Biochar, sostenibile o no?

L’Italia potrebbe diminuire le sue emissioni di CO2 con l’ausilio del biochar, un fertilizzante/ammendante, capace di aumentare la fertilità del suolo così da migliorare la produttività agricola. Le tonnellate di CO2 tagliate ogni anno con l’impiego di biochar, potrebbero ammontare a 45 milioni! Il problema è che in Italia il biochar è vietato. E’ per questo che il 17 e il 18 gennaio, la sede della fondazione Minoprio, ospiterà a Vertemate con Minoprio in provincia di Como, il “1° Simposio Mediterraneo sul Biochar”.

Le prima domanda che possiamo porci è: “perché il biochar è vietato se può aiutare l’agrobusiness e l’ambiente?
A quanto pare, la legislazione italiana dovrebbe allinearsi con gli ultimi progressi tecnologici. C’è chi parla di pressioni, di interessi economici… ma c’è da dire che fino a poco tempo fa la produzione di biochar non era così sostenibile.

E’ vero, il biochar agisce come una spugna e assorbe e trattiene la CO2, oltre che tutti i nutrienti e l’acqua indispensabili per rendere un terreno fertile.
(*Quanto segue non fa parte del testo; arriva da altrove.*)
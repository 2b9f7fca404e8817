use super::Repo;
use crate::models::user::User;
use crate::persistence::{Optional, QueryOption, RepoError};

#[derive(Clone)]
pub struct UserRepository {
    repo: Repo<User>,
}

impl UserRepository {
    pub fn new(repo: Repo<User>) -> Self {
        Self { repo }
    }

    /// Creates a new user in the database.
    pub async fn create_user(&self, user: &User) -> Result<(), RepoError> {
        self.repo.create(user).await
    }

    /// Finds a user by their email address.
    pub async fn find_by_email(&self, email: &str) -> Result<Option<User>, RepoError> {
        self.repo
            .find_one(&[QueryOption::eq("email", email)])
            .await
            .optional()
    }
}
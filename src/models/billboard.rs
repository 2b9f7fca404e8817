use chrono::{DateTime, Utc};
use serde::{Deserialize, Serialize};
use tokio_postgres::Row;
use uuid::Uuid;

use crate::persistence::{Entity, RepoError, Value, column};

/// A promotional banner of a store.
#[derive(Clone, Debug, Serialize, Deserialize)]
pub struct Billboard {
    pub id: Uuid,
    pub label: String,
    pub image_url: Option<String>,
    pub store_id: Uuid,
    pub created_at: DateTime<Utc>,
    pub updated_at: Option<DateTime<Utc>>,
}

impl Billboard {
    pub fn new(label: &str, store_id: Uuid, image_url: Option<String>) -> Self {
        Self {
            id: Uuid::new_v4(),
            label: label.trim().to_string(),
            image_url: image_url.filter(|url| !url.is_empty()),
            store_id,
            created_at: Utc::now(),
            updated_at: None,
        }
    }
}

impl Entity for Billboard {
    const TABLE: &'static str = "billboards";
    const COLUMNS: &'static [&'static str] =
        &["id", "label", "image_url", "store_id", "created_at", "updated_at"];

    fn id(&self) -> Uuid {
        self.id
    }

    fn values(&self) -> Vec<Value> {
        vec![
            self.id.into(),
            self.label.clone().into(),
            self.image_url.clone().into(),
            self.store_id.into(),
            self.created_at.into(),
            self.updated_at.into(),
        ]
    }

    fn from_row(row: &Row) -> Result<Self, RepoError> {
        Ok(Billboard {
            id: column(row, "id")?,
            label: column(row, "label")?,
            image_url: column(row, "image_url")?,
            store_id: column(row, "store_id")?,
            created_at: column(row, "created_at")?,
            updated_at: column(row, "updated_at")?,
        })
    }
}

#[derive(Serialize, Debug)]
#[serde(rename_all = "camelCase")]
pub struct BillboardResponse {
    pub id: Uuid,
    pub label: String,
    pub image_url: String,
    pub created_at: DateTime<Utc>,
}

impl From<Billboard> for BillboardResponse {
    fn from(billboard: Billboard) -> Self {
        Self {
            id: billboard.id,
            label: billboard.label,
            image_url: billboard.image_url.unwrap_or_default(),
            created_at: billboard.created_at,
        }
    }
}

/// The short form embedded in category responses.
#[derive(Serialize, Debug)]
pub struct BillboardBasicResponse {
    pub id: Uuid,
    pub label: String,
}

impl From<&Billboard> for BillboardBasicResponse {
    fn from(billboard: &Billboard) -> Self {
        Self {
            id: billboard.id,
            label: billboard.label.clone(),
        }
    }
}
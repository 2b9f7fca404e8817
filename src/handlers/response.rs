use axum::{
    http::StatusCode,
    response::{IntoResponse, Response},
};
use serde::Serialize;

use crate::error::{AppError, Result};

/// Serializes `body` with sonic-rs into a JSON response.
pub fn json<T: Serialize>(status: StatusCode, body: &T) -> Result<Response> {
    let body = sonic_rs::to_string(body)
        .map_err(|e| AppError::Internal(format!("Response serialization failed: {}", e)))?;

    Ok((
        status,
        [(http::header::CONTENT_TYPE, "application/json")],
        body,
    )
        .into_response())
}

/// Body of the auth endpoints.
#[derive(Serialize)]
pub struct AuthResponse {
    pub success: bool,
    pub message: String,
}

impl AuthResponse {
    pub fn ok(message: &str) -> Self {
        Self {
            success: true,
            message: message.to_string(),
        }
    }
}
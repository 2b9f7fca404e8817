use uuid::Uuid;

use super::Repo;
use crate::models::billboard::Billboard;
use crate::models::pagination::{Page, Pagination};
use crate::persistence::{Optional, QueryOption, RepoError};

#[derive(Clone)]
pub struct BillboardRepository {
    repo: Repo<Billboard>,
}

impl BillboardRepository {
    pub fn new(repo: Repo<Billboard>) -> Self {
        Self { repo }
    }

    pub async fn create(&self, billboard: &Billboard) -> Result<(), RepoError> {
        self.repo.create(billboard).await
    }

    pub async fn find_by_id(&self, id: Uuid) -> Result<Option<Billboard>, RepoError> {
        self.repo.find_by_id(id).await.optional()
    }

    /// Newest-first page of a store's billboards, optionally filtered by label.
    pub async fn paged_list(
        &self,
        store_id: Uuid,
        pagination: Pagination,
        label: Option<&str>,
    ) -> Result<Page<Billboard>, RepoError> {
        let mut options = vec![QueryOption::eq("store_id", store_id)];
        if let Some(label) = label {
            options.push(QueryOption::like("label", label));
        }
        options.push(QueryOption::newest_first());

        self.repo.paginate(pagination, &options).await
    }

    pub async fn update(&self, billboard: &Billboard) -> Result<(), RepoError> {
        self.repo.update(billboard).await
    }

    pub async fn delete(&self, id: Uuid) -> Result<(), RepoError> {
        self.repo.delete(id).await
    }
}
use crate::clients::smtp::MailError;
use crate::error::Result;
use crate::models::otp::OtpFlow;
use crate::models::session::{Session, SessionSecurityInfo};
use crate::models::user::User;
use crate::notifications::email::EmailNotifier;
use crate::services::otp::OtpManager;
use crate::services::session::SessionManager;
use crate::services::user::UserManager;
use crate::tasks::BackgroundTask;

/// Handle on a verification email that is being sent in the background.
pub type EmailDelivery = BackgroundTask<std::result::Result<(), MailError>>;

/// A pending session plus the email carrying its code.
pub struct VerificationStarted {
    pub session: Session,
    pub email_delivery: EmailDelivery,
}

/// Login, code verification and code resend.
#[derive(Clone)]
pub struct AuthService {
    users: UserManager,
    sessions: SessionManager,
    otps: OtpManager,
    notifier: EmailNotifier,
}

impl AuthService {
    pub fn new(
        users: UserManager,
        sessions: SessionManager,
        otps: OtpManager,
        notifier: EmailNotifier,
    ) -> Self {
        Self {
            users,
            sessions,
            otps,
            notifier,
        }
    }

    /// Opens a pending session for `user`, binds a fresh code to its token
    /// and emails the code.
    pub(crate) async fn start_verification(
        &self,
        user: &User,
        info: SessionSecurityInfo,
    ) -> Result<VerificationStarted> {
        let session = self.sessions.create_session(user, info).await?;
        let code = self
            .otps
            .generate_otp(user.id, OtpFlow::UserVerification, &session.token)
            .await?;

        let email_delivery = self
            .notifier
            .dispatch_verification_email(user.email.clone(), code);

        Ok(VerificationStarted {
            session,
            email_delivery,
        })
    }

    /// Starts a login for a registered email.
    ///
    /// # Returns
    ///
    /// The pending session, or `AppError::UserNotFound` for an unknown email.
    pub async fn login(&self, email: &str, info: SessionSecurityInfo) -> Result<VerificationStarted> {
        let user = self.users.get_user_by_email(email).await?;
        let started = self.start_verification(&user, info).await?;

        tracing::info!("🔐 Login started for user {}", user.id);
        Ok(started)
    }

    /// Confirms the emailed code and upgrades the session.
    ///
    /// The code is consumed before the session is upgraded; the two steps
    /// are not atomic.
    pub async fn verify_code(&self, code: &str, token: &str) -> Result<Session> {
        self.otps.verify_otp(code, token).await?;
        self.sessions.validate_and_upgrade(token).await
    }

    /// Regenerates the code bound to `token` and emails it again.
    pub async fn resend_code(&self, email: &str, token: &str) -> Result<EmailDelivery> {
        let code = self.otps.update_code(token).await?;
        Ok(self
            .notifier
            .dispatch_verification_email(email.to_string(), code))
    }
}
In questo modo, con il biochar si sottrae anidride carbonica e metano all’atmosfera e la si intrappola nel suolo. Con la sua azione, il biochar svolge un duplice ruolo: da un lato contrasta i cambiamenti climatici e dall’altro si comporta come un fertilizzante sostenibile.

Il problema sorge con la produzione. C’è bisogno di una fonte di biomassa e in più, questa deve essere trasformata in prodotto finito (biochar). La trasformazione di biomassa in biochar è un processo molto complesso. Se la trasformazione non viene operata in modo adeguato, si rilasciano in atmosfera composti chimici altamente inquinanti.

La proposta delle comunità che sostengono la diffusione di biochar, prevede l’utilizzo degli scarti agricoli come fonte di biomassa e per la trasformazione si propone di applicare un processo di pirolisi. Con la pirolisi la biomassa può essere trasformata in biochar ma per fare avvenire questa trasformazione c’è bisogno di somministrare alte temperature al sistema. Temperature comprese tra i 400 e 800 gradi, in forte carenza di ossigeno. E’ vero che il biochar potrebbe tagliare in modo diretto 45 tonnellate di CO2 all’anno, ma con la sua produzione, quante ne emetterebbe? Raggiungere alte temperature richiede un costo energetico elevato.

Durante il simposio saranno posti in evidenza gli ultimi studi, le ricerche e le sperimentazioni riguardante un metodo di produzione del biochar più sostenibile, applicazioni al suolo, certificazioni di qualità, normative europee e si dibatterà sullo sviluppo di un mercato economico e ambientale più forte.

Saranno presenti come relatori: il prof. Johannes Lehmann della Cornell University (USA), il prof. Bruno Glaser dell’Università di Halle (D), lo scienziato del suolo Saran Sohi dell’Università di Edinburgo (GB), il prof. Franco Miglietta dell’IBIMET-CNR di Firenze (IT).